Information shown:
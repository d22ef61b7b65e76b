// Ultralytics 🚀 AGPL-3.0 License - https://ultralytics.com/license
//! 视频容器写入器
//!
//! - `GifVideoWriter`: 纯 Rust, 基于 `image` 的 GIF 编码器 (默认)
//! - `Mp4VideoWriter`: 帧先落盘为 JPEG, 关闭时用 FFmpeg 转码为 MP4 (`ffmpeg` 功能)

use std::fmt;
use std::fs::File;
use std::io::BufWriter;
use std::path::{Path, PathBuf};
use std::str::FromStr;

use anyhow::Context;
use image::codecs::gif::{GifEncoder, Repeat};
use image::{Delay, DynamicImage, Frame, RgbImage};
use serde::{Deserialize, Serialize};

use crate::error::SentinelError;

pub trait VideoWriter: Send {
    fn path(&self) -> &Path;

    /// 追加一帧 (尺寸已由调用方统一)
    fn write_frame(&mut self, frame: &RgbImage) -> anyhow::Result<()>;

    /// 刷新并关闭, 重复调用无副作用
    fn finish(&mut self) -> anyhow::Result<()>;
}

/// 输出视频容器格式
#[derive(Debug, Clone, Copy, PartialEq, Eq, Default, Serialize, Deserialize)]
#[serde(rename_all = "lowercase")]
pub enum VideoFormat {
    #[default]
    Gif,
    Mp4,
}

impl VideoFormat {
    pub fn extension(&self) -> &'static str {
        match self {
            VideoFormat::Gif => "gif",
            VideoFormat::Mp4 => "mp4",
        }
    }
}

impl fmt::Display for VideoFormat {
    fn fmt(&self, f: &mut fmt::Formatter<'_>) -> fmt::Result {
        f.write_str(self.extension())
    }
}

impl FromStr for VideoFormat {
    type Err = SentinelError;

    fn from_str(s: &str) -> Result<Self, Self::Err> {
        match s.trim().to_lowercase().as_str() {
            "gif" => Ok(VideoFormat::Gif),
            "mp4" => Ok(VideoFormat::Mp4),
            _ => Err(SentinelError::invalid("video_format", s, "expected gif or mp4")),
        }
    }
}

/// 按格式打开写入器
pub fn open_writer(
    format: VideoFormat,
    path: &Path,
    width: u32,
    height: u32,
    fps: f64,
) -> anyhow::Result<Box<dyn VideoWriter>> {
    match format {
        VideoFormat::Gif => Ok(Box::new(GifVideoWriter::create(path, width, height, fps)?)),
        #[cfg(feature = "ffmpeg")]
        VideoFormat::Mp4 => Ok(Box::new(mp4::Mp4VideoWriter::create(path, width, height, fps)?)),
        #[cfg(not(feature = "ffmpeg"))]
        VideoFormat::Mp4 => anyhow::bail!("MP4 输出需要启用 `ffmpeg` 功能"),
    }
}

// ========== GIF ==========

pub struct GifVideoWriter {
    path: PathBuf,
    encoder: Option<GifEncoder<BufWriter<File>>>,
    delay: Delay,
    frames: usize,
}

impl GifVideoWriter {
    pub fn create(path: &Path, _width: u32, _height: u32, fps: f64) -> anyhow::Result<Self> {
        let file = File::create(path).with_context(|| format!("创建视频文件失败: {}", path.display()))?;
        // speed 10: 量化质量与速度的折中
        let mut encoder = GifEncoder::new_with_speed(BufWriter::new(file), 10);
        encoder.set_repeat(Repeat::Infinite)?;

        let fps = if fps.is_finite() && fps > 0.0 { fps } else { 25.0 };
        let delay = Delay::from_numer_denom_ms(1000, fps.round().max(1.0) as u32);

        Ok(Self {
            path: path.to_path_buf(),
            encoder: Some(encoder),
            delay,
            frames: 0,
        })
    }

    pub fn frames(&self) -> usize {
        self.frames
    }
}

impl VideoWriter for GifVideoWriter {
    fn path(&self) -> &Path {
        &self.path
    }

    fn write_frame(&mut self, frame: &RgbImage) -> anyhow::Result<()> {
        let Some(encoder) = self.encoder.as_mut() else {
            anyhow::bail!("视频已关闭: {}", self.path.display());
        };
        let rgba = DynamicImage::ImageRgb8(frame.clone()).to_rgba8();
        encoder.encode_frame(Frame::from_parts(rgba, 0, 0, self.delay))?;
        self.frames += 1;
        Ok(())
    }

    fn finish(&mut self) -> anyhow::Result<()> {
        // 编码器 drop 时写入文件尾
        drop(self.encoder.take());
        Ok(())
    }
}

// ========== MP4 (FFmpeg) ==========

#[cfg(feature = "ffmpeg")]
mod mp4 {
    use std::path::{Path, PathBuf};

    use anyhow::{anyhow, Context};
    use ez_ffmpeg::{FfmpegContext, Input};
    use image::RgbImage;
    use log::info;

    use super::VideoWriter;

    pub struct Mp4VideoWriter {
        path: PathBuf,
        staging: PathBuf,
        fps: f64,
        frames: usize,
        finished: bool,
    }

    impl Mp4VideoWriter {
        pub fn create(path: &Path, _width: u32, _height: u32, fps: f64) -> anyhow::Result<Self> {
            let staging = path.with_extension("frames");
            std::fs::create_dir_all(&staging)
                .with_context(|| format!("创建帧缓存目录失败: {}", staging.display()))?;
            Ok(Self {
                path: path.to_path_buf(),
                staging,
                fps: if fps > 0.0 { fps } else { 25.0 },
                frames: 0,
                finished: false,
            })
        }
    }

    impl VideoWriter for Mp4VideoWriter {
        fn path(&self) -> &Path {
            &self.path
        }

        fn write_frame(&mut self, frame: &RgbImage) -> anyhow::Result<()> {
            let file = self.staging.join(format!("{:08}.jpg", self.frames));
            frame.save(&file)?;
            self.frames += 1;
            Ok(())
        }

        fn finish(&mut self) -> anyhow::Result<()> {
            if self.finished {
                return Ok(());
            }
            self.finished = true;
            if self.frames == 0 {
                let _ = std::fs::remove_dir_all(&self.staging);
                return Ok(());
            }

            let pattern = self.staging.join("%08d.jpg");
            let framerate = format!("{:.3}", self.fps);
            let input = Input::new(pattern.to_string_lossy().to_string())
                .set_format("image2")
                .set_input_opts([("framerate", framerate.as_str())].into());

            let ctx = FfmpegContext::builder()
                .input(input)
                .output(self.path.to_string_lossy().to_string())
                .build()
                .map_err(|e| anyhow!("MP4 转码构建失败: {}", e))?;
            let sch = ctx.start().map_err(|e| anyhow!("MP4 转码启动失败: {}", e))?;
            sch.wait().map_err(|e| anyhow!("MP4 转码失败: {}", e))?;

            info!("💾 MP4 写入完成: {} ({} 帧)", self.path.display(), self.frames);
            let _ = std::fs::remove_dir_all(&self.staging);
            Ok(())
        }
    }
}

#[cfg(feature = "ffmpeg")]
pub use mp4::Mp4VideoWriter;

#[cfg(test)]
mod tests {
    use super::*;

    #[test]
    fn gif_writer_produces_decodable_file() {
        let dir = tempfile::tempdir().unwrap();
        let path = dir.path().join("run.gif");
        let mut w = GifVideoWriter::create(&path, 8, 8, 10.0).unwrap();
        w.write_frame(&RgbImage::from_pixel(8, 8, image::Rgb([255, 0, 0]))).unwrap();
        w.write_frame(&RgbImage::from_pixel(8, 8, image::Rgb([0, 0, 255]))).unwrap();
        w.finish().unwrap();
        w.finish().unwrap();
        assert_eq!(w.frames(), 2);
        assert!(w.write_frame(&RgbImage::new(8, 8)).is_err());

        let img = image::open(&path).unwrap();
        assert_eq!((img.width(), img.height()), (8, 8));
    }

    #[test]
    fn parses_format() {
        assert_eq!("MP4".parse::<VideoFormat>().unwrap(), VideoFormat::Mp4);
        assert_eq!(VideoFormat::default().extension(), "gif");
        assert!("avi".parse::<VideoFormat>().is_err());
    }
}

Required action: From the line containing "let img = image::open(&path).unwrap();" through the last line of the records, output each line exactly and nothing more.

Output:
        let img = image::open(&path).unwrap();
        assert_eq!((img.width(), img.height()), (8, 8));
    }

    #[test]
    fn parses_format() {
        assert_eq!("MP4".parse::<VideoFormat>().unwrap(), VideoFormat::Mp4);
        assert_eq!(VideoFormat::default().extension(), "gif");
        assert!("avi".parse::<VideoFormat>().is_err());
    }
}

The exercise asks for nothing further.